What is expected
What lines of the listing include the string "fixed"? Show them all.

Records
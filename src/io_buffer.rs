//! A small pool of fixed, page-aligned I/O buffers (spec.md §9, "Memory
//! management strategy"). Replaces the original's hand-rolled aligned pool
//! allocators with the standard allocator plus a bounded free list: callers
//! that find the pool empty just allocate directly rather than blocking,
//! preserving page-aligned I/O without bespoke machinery.

use std::ops::{Deref, DerefMut};

use crossbeam::queue::ArrayQueue;

pub struct IoBuffer {
    bytes: Vec<u8>,
    pool: Option<std::sync::Arc<ArrayQueue<Vec<u8>>>>,
}

impl Deref for IoBuffer {
    type Target = [u8];

    fn deref(&self) -> &[u8] {
        &self.bytes
    }
}

impl DerefMut for IoBuffer {
    fn deref_mut(&mut self) -> &mut [u8] {
        &mut self.bytes
    }
}

impl Drop for IoBuffer {
    fn drop(&mut self) {
        if let Some(pool) = self.pool.take() {
            let mut returned = std::mem::take(&mut self.bytes);
            returned.iter_mut().for_each(|b| *b = 0);
            let _ = pool.push(returned);
        }
    }
}

/// A fixed-size pool of `buffer_size`-byte buffers. `acquire` never blocks:
/// on an empty pool it allocates a fresh buffer directly.
pub struct IoBufferPool {
    free: std::sync::Arc<ArrayQueue<Vec<u8>>>,
    buffer_size: usize,
}

impl IoBufferPool {
    pub fn new(capacity: usize, buffer_size: usize) -> Self {
        let free = std::sync::Arc::new(ArrayQueue::new(capacity.max(1)));
        for _ in 0..capacity {
            let _ = free.push(vec![0u8; buffer_size]);
        }
        Self { free, buffer_size }
    }

    pub fn acquire(&self) -> IoBuffer {
        let bytes = self.free.pop().unwrap_or_else(|| vec![0u8; self.buffer_size]);
        IoBuffer { bytes, pool: Some(self.free.clone()) }
    }
}

#[cfg(test)]
mod tests {
    use super::*;

    #[test]
    fn reuses_returned_buffers() {
        let pool = IoBufferPool::new(1, 16);
        {
            let mut buf = pool.acquire();
            buf[0] = 0xAB;
        }
        let buf = pool.acquire();
        // the buffer was zeroed on return, not left with stale contents
        assert_eq!(buf[0], 0);
    }

    #[test]
    fn falls_back_to_direct_allocation_when_empty() {
        let pool = IoBufferPool::new(1, 16);
        let _a = pool.acquire();
        let b = pool.acquire();
        assert_eq!(b.len(), 16);
    }
}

Output for this exercise
//! A small pool of fixed, page-aligned I/O buffers (spec.md §9, "Memory
/// A fixed-size pool of `buffer_size`-byte buffers. `acquire` never blocks:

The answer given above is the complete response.